## ASSIGNMENT
Go through the records and count the lines where the string "failed" occurs. Reply with the number only.

Stored data
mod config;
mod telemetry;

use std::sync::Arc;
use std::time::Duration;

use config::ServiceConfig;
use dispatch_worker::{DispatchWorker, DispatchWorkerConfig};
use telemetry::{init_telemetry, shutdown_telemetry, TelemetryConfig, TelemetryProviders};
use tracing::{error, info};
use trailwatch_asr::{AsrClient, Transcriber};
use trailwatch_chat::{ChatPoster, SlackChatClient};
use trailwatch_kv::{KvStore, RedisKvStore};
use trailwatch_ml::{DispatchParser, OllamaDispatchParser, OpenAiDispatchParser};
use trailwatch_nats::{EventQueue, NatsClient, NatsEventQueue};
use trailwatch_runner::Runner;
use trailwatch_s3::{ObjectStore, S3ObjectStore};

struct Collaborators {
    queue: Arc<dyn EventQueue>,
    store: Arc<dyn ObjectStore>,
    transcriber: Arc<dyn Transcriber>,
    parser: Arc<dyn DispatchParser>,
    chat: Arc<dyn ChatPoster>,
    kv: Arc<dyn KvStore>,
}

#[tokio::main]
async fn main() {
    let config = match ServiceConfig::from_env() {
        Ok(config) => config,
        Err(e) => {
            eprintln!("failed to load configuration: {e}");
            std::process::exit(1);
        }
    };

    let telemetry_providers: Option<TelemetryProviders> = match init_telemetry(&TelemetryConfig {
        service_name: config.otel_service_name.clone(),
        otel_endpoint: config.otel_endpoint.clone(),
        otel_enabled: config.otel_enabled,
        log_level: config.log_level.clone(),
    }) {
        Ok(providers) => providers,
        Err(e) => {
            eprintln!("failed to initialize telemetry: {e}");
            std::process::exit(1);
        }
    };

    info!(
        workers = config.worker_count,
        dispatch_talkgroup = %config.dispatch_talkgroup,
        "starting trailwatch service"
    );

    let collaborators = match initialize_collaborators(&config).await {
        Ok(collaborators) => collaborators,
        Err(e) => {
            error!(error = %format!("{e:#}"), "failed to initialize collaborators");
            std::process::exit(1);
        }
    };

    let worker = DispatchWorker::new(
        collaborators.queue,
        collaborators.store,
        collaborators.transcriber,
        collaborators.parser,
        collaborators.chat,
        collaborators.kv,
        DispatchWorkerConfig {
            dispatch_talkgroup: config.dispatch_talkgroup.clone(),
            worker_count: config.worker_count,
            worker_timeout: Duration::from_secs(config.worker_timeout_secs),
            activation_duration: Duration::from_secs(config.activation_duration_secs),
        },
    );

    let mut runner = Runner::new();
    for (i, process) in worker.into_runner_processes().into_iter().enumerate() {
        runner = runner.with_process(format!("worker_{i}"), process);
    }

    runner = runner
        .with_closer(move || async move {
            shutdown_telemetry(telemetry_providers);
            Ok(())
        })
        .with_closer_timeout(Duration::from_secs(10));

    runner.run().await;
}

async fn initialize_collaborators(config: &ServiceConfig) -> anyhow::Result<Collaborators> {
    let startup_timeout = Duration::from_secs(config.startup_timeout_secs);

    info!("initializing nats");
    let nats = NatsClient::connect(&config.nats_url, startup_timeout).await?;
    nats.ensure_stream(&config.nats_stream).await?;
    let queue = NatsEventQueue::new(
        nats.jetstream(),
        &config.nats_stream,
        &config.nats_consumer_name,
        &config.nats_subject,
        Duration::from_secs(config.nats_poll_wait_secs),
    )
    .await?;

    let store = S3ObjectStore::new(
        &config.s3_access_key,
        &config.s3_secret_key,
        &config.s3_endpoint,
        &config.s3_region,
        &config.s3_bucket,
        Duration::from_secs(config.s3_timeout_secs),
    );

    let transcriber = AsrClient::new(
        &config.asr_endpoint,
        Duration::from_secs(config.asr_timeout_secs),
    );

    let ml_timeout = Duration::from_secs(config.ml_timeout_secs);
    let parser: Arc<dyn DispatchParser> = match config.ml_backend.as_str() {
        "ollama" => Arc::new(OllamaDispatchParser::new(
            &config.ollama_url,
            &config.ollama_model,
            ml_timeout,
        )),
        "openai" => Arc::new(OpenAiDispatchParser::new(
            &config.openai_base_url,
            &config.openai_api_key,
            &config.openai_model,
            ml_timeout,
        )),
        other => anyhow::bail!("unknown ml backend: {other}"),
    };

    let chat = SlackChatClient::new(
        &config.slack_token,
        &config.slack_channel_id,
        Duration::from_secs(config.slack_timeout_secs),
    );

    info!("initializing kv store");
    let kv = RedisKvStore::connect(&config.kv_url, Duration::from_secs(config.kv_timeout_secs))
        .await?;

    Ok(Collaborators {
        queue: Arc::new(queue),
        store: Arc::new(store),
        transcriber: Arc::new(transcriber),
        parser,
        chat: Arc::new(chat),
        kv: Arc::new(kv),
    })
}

## ANSWER TO THE EXERCISE
3